Round steak with mushroom gravy

Round steak with mushroom gravy


There’s not much I love more than an easy crockpot meal.  There’s something so wonderful about coming home to a delicious smelling dinner almost ready to eat with minimal work involved.  It’s like sweet little fairies came in and prepared a wonderful meal for you while you were gone.

Thanks crockpot fairies!  While I was running around like a chicken with my head cut off today, you were home tenderizing my grass-fed beef and making my home smell delightful.  I heart you crockpot!  You make this busy momma’s life a little easier.

This dish is one that my mom used to make frequently when I was a kid.  She used seasoned round steak with a can of condensed golden mushroom soup.  While I love the simplicity of the two ingredients, we all know a little better now that canned soups are not all that great for us.  This particular one is chock full of all kinds of goodies including MSG, hydrogenated oils, and artificial colorings.  YUM!  :)

Thankfully this one wasn’t too hard to make with real food.  I simply subbed real beef broth, fresh mushrooms, garlic, salt, pepper, and some thickening.  It was simple and delicious, and one that I look forward to making again and again.


Crockpot round steak



Round steak with mushroom gravy

2 round steaks (preferably grass-fed)

1.5 c. beef broth (homemade is best)  Mine had no salt added

1 clove garlic minced

1 tsp sea salt

pepper to taste

4oz. mushrooms (roughly chopped)

1 T. arrowroot powder or non-GMO cornstarch

1 T. water


Place round steaks, beef broth, garlic, salt and pepper into crockpot.  Cook on low for eight hours.  The last hour, add the mushrooms.  Before serving, remove the meat.  Combine water and arrowroot powder to make a slurry.  Add the slurry to the hot liquid in the crockpot and whisk to combine.  Let sauce cook a few minutes until thickened.  I like to break up the meat a bit before adding it back to the sauce to make it stretch further.  Serve over egg noodles, rice, or mashed potatoes.

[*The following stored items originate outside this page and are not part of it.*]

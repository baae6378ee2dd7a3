use crate::errors::{BenchError, BenchResult};
use crate::metadata::FileMetadata;
use crate::observability::Measurement;
use crate::strategy::ReadStrategy;
use csv::WriterBuilder;
use serde::Serialize;
use std::fmt;
use std::fs::OpenOptions;
use std::path::Path;
use tracing::info;

/// Per-strategy averages over all runs.
#[derive(Debug, Clone, PartialEq)]
pub struct BenchmarkResult {
    pub strategy: ReadStrategy,
    pub avg_time_ms: f64,
    pub avg_memory_mb: f64,
    /// Mean CPU-seconds x100, see [`Measurement::cpu_scaled`].
    pub avg_cpu: f64,
}

impl BenchmarkResult {
    /// Arithmetic mean of each quantity, independently. No outlier trimming.
    pub fn from_measurements(
        strategy: ReadStrategy,
        measurements: &[Measurement],
    ) -> BenchResult<Self> {
        if measurements.is_empty() {
            return Err(BenchError::BenchmarkError(format!(
                "no measurements recorded for {}",
                strategy.method_name()
            )));
        }
        let n = measurements.len() as f64;
        let mean = |f: fn(&Measurement) -> f64| measurements.iter().map(f).sum::<f64>() / n;

        Ok(Self {
            strategy,
            avg_time_ms: mean(Measurement::duration_ms),
            avg_memory_mb: mean(Measurement::memory_delta_mb),
            avg_cpu: mean(Measurement::cpu_scaled),
        })
    }
}

#[derive(Debug, Clone, PartialEq)]
pub struct BenchmarkReport {
    pub runtime_label: String,
    pub file_name: String,
    pub metadata: FileMetadata,
    pub results: Vec<BenchmarkResult>,
}

impl BenchmarkReport {
    pub fn rows(&self) -> impl Iterator<Item = ResultRow> + '_ {
        self.results.iter().map(move |result| ResultRow {
            runtime_label: self.runtime_label.clone(),
            method: result.strategy.method_name(),
            file_name: self.file_name.clone(),
            rows: self.metadata.rows,
            columns: self.metadata.columns,
            file_size_mb: format!("{:.2}", self.metadata.size_mb()),
            duration_ms: format!("{:.2}", result.avg_time_ms),
            memory_mb: format!("{:.2}", result.avg_memory_mb),
            cpu: format!("{:.1}", result.avg_cpu),
        })
    }

    /// Appends one row per strategy to `path`, creating it if absent. Existing
    /// rows are never rewritten.
    pub fn append_to<P: AsRef<Path>>(&self, path: P) -> BenchResult<()> {
        let path = path.as_ref();
        let file = OpenOptions::new()
            .create(true)
            .append(true)
            .open(path)
            .map_err(|e| BenchError::results(path, e))?;

        let mut writer = WriterBuilder::new().has_headers(false).from_writer(file);
        for row in self.rows() {
            writer
                .serialize(&row)
                .map_err(|e| BenchError::results(path, e))?;
        }
        writer.flush().map_err(|e| BenchError::results(path, e))?;

        info!(
            "Appended {} result rows to {:?}",
            self.results.len(),
            path
        );
        Ok(())
    }
}

impl fmt::Display for BenchmarkReport {
    fn fmt(&self, f: &mut fmt::Formatter<'_>) -> fmt::Result {
        writeln!(f, "Rust CSV Benchmarks ({}):", self.runtime_label)?;
        writeln!(f, "File: {}", self.file_name)?;
        writeln!(f, "File size: {:.2} MB", self.metadata.size_mb())?;
        writeln!(f, "Row count: {}", self.metadata.rows)?;
        writeln!(f, "Column count: {}", self.metadata.columns)?;
        for result in &self.results {
            writeln!(
                f,
                "Reading {}: {:.2} ms (Memory: {:.2} MB, CPU: {:.1}%)",
                result.strategy.to_string().to_lowercase(),
                result.avg_time_ms,
                result.avg_memory_mb,
                result.avg_cpu
            )?;
        }
        Ok(())
    }
}

/// One line of the results log. Field order is fixed.
#[derive(Debug, Clone, PartialEq, Serialize)]
pub struct ResultRow {
    pub runtime_label: String,
    pub method: &'static str,
    pub file_name: String,
    pub rows: u64,
    pub columns: usize,
    pub file_size_mb: String,
    pub duration_ms: String,
    pub memory_mb: String,
    pub cpu: String,
}

#[cfg(test)]
mod tests {
    use super::*;
    use std::fs;
    use std::time::Duration;
    use tempfile::tempdir;

    fn sample_report() -> BenchmarkReport {
        BenchmarkReport {
            runtime_label: "Rust 1.80.0".to_string(),
            file_name: "data.csv".to_string(),
            metadata: FileMetadata {
                rows: 101,
                columns: 5,
                size_bytes: 1024 * 1024,
            },
            results: vec![
                BenchmarkResult {
                    strategy: ReadStrategy::EntireFile,
                    avg_time_ms: 12.346,
                    avg_memory_mb: 3.5,
                    avg_cpu: 1.26,
                },
                BenchmarkResult {
                    strategy: ReadStrategy::LineByLine,
                    avg_time_ms: 8.0,
                    avg_memory_mb: -0.25,
                    avg_cpu: 0.8,
                },
            ],
        }
    }

    fn measurement(micros: u64, memory: i64, cpu: f64) -> Measurement {
        Measurement {
            duration: Duration::from_micros(micros),
            memory_delta_bytes: memory,
            cpu_delta_secs: cpu,
        }
    }

    #[test]
    fn test_average_is_arithmetic_mean() -> BenchResult<()> {
        let runs = [
            measurement(1500, 1024 * 1024, 0.5),
            measurement(2000, 2 * 1024 * 1024, 0.25),
            measurement(4000, -1024 * 1024, 0.75),
        ];
        let result = BenchmarkResult::from_measurements(ReadStrategy::EntireFile, &runs)?;

        let expected_time = (runs[0].duration_ms() + runs[1].duration_ms() + runs[2].duration_ms()) / 3.0;
        let expected_memory =
            (runs[0].memory_delta_mb() + runs[1].memory_delta_mb() + runs[2].memory_delta_mb()) / 3.0;
        let expected_cpu = (runs[0].cpu_scaled() + runs[1].cpu_scaled() + runs[2].cpu_scaled()) / 3.0;
        assert_eq!(result.avg_time_ms, expected_time);
        assert_eq!(result.avg_memory_mb, expected_memory);
        assert_eq!(result.avg_cpu, expected_cpu);
        Ok(())
    }

    #[test]
    fn test_average_of_nothing_is_an_error() {
        assert!(matches!(
            BenchmarkResult::from_measurements(ReadStrategy::LineByLine, &[]),
            Err(BenchError::BenchmarkError(_))
        ));
    }

    #[test]
    fn test_summary_block() {
        let summary = sample_report().to_string();
        let expected = "\
Rust CSV Benchmarks (Rust 1.80.0):
File: data.csv
File size: 1.00 MB
Row count: 101
Column count: 5
Reading entire file: 12.35 ms (Memory: 3.50 MB, CPU: 1.3%)
Reading line by line: 8.00 ms (Memory: -0.25 MB, CPU: 0.8%)
";
        assert_eq!(summary, expected);
    }

    #[test]
    fn test_append_is_additive() -> BenchResult<()> {
        let dir = tempdir()?;
        let path = dir.path().join("results.csv");
        fs::write(&path, "Go 1.22,entire_file,data.csv,101,5,1.00,4.00,2.00,0.9\n")?;

        let report = sample_report();
        report.append_to(&path)?;
        report.append_to(&path)?;

        let content = fs::read_to_string(&path)?;
        let lines: Vec<&str> = content.lines().collect();
        assert_eq!(lines.len(), 5);
        assert_eq!(lines[0], "Go 1.22,entire_file,data.csv,101,5,1.00,4.00,2.00,0.9");
        assert_eq!(lines[1], "Rust 1.80.0,entire_file,data.csv,101,5,1.00,12.35,3.50,1.3");
        assert_eq!(lines[2], "Rust 1.80.0,line_by_line,data.csv,101,5,1.00,8.00,-0.25,0.8");
        assert_eq!(lines[3], lines[1]);
        assert_eq!(lines[4], lines[2]);
        Ok(())
    }

    #[test]
    fn test_append_quotes_label_with_comma() -> BenchResult<()> {
        let dir = tempdir()?;
        let path = dir.path().join("results.csv");
        let mut report = sample_report();
        report.runtime_label = "Rust 1.80.0, lto".to_string();
        report.append_to(&path)?;

        let content = fs::read_to_string(&path)?;
        assert!(content.starts_with("\"Rust 1.80.0, lto\",entire_file,"));
        Ok(())
    }
}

Egg noodle recipes:  Soaked whole wheat egg noodles  or Basick quick egg noodles


Note:  This easily served all four of us, but it wasn’t “meat heavy”.  The mushrooms allowed me to stretch the meat further.  We each only ate a half of a round steak a piece.  If you require more meat you may need to double this recipe.
And in case you just LOVE your slow cooker so much and are looking for TESTED slow cooker recipes that are whole food ingredients, I am an affiliate for these two books from Stacy at Stacy Makes Cents. One is brand new because she had such good feedback on her first one. Click on the pictures below to find out more information.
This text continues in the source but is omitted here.